March 30 was the first International Tabletop Day, a celebration of all things gaming established by YouTube darling Geek & Sundry. Twenty Sided joined the festivities and opened its doors to the teeming masses eager to roll characters, trade wood for sheep, and unmask Cylons. The store canceled every regular Saturday event… except for my lesson, which was advertised as part of the event.

I was stoked! This was a great chance to introduce lots of people to the magic of, er, Magic. I expected that we’d get a bigger than usual turnout, was looking forward to the opportunity to get more exposure. Turns out, Wizards was excited for the event and provided a lot of free Magic product. Plus, the store made the lesson free for everyone. Combine a large group of players, many of whom have never played Magic; an opportunity to rectify that; a supportive community; no financial commitment; stir gently; and you have Learn to Play Magic selling out twice.

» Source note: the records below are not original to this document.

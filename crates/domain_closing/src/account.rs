//! Accounts and report types
//!
//! Every account in the chart belongs to exactly one report type. The closing
//! job processes each report type as a separate unit of work.

use serde::{Deserialize, Serialize};
use std::fmt;
use std::str::FromStr;

use core_kernel::CurrencyCode;

use crate::error::ClosingError;

/// The financial statement an account reports on
#[derive(Debug, Clone, Copy, PartialEq, Eq, PartialOrd, Ord, Hash, Serialize, Deserialize)]
pub enum ReportType {
    /// Income and expense accounts, reset at every period close
    #[serde(rename = "Profit and Loss")]
    ProfitAndLoss,
    /// Asset, liability and equity accounts, carried forward
    #[serde(rename = "Balance Sheet")]
    BalanceSheet,
}

impl ReportType {
    /// Returns the label stored alongside ledger accounts
    pub fn as_str(&self) -> &'static str {
        match self {
            ReportType::ProfitAndLoss => "Profit and Loss",
            ReportType::BalanceSheet => "Balance Sheet",
        }
    }
}

impl fmt::Display for ReportType {
    fn fmt(&self, f: &mut fmt::Formatter<'_>) -> fmt::Result {
        f.write_str(self.as_str())
    }
}

impl FromStr for ReportType {
    type Err = ClosingError;

    fn from_str(s: &str) -> Result<Self, Self::Err> {
        match s {
            "Profit and Loss" => Ok(ReportType::ProfitAndLoss),
            "Balance Sheet" => Ok(ReportType::BalanceSheet),
            other => Err(ClosingError::Port(core_kernel::PortError::validation_field(
                format!("Unknown report type: {}", other),
                "report_type",
            ))),
        }
    }
}

/// An account in a company's chart of accounts
#[derive(Debug, Clone, PartialEq, Eq, Serialize, Deserialize)]
pub struct Account {
    /// Account name, unique across companies (e.g. "Sales - AC")
    pub name: String,
    /// Owning company
    pub company: String,
    /// Report type the account belongs to
    pub report_type: ReportType,
    /// Currency the account is kept in
    pub account_currency: CurrencyCode,
}

impl Account {
    /// Creates a new account
    pub fn new(
        name: impl Into<String>,
        company: impl Into<String>,
        report_type: ReportType,
        account_currency: CurrencyCode,
    ) -> Self {
        Self {
            name: name.into(),
            company: company.into(),
            report_type,
            account_currency,
        }
    }

    /// Returns true if the account is closed out at period end
    pub fn is_profit_and_loss(&self) -> bool {
        self.report_type == ReportType::ProfitAndLoss
    }
}

#[cfg(test)]
mod tests {
    use super::*;

    #[test]
    fn test_report_type_labels_roundtrip() {
        for report_type in [ReportType::ProfitAndLoss, ReportType::BalanceSheet] {
            assert_eq!(report_type.as_str().parse::<ReportType>().unwrap(), report_type);
        }
        assert!("Cash Flow".parse::<ReportType>().is_err());
    }

    #[test]
    fn test_report_type_serde_uses_labels() {
        let json = serde_json::to_string(&ReportType::ProfitAndLoss).unwrap();
        assert_eq!(json, "\"Profit and Loss\"");
    }
}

I’m not afraid of the challenge of changing things up on the fly. I’m an improviser—I’m used to making things up as I go along on stage (and, as the Bard said, “All the world’s a stage.”) My fear was that I wouldn’t do right by my students. I didn’t want them to walk away from the lesson confused or hating the game because I did a bad job.

I did the best that I could in the hour I had. I had made five beginner decks, one for each color—so we were short four decks. I determined which students had played before, paired them with each other (and superstar Rich), and gave them the more advanced decks that Wizards makes. I seated the absolute beginners closest to me. Then I gave my lesson, yelling over the rattle of a jam-packed Twenty Sided Store.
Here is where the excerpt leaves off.